**** Data excerpts ****
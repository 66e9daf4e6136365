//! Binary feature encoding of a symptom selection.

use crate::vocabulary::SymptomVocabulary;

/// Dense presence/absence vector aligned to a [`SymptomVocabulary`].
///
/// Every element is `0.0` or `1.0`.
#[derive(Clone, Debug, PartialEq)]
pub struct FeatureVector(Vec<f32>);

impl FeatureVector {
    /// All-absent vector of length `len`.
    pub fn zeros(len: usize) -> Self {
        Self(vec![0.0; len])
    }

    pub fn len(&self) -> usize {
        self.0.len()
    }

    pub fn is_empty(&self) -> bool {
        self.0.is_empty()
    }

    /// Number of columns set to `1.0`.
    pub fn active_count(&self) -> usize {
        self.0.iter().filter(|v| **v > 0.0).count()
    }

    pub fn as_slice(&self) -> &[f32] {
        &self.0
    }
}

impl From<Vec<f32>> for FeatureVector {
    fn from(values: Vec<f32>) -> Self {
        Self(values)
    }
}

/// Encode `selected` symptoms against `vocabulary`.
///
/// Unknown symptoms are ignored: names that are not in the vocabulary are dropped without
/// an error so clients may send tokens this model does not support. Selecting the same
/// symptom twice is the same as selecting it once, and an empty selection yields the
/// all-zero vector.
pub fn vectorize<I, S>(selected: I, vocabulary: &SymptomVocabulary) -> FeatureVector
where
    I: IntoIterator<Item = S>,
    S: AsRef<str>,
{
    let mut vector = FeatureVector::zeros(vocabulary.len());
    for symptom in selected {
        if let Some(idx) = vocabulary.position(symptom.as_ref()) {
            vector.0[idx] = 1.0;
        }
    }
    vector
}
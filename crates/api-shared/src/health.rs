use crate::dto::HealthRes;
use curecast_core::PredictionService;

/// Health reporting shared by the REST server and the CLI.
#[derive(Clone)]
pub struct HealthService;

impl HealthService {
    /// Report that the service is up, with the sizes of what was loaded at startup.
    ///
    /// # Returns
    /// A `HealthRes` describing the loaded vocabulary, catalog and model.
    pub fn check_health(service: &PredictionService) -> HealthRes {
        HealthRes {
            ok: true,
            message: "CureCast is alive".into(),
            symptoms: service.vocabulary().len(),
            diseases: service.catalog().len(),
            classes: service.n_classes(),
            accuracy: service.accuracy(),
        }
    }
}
****
Activity>
Give again, word for word, the records from their first line to the one with "are dropped without", and leave out all else.

Response to the exercise>
repository 66e9daf4e6136365
//! Binary feature encoding of a symptom selection.

use crate::vocabulary::SymptomVocabulary;

/// Dense presence/absence vector aligned to a [`SymptomVocabulary`].
///
/// Every element is `0.0` or `1.0`.
#[derive(Clone, Debug, PartialEq)]
pub struct FeatureVector(Vec<f32>);

impl FeatureVector {
    /// All-absent vector of length `len`.
    pub fn zeros(len: usize) -> Self {
        Self(vec![0.0; len])
    }

    pub fn len(&self) -> usize {
        self.0.len()
    }

    pub fn is_empty(&self) -> bool {
        self.0.is_empty()
    }

    /// Number of columns set to `1.0`.
    pub fn active_count(&self) -> usize {
        self.0.iter().filter(|v| **v > 0.0).count()
    }

    pub fn as_slice(&self) -> &[f32] {
        &self.0
    }
}

impl From<Vec<f32>> for FeatureVector {
    fn from(values: Vec<f32>) -> Self {
        Self(values)
    }
}

/// Encode `selected` symptoms against `vocabulary`.
///
/// Unknown symptoms are ignored: names that are not in the vocabulary are dropped without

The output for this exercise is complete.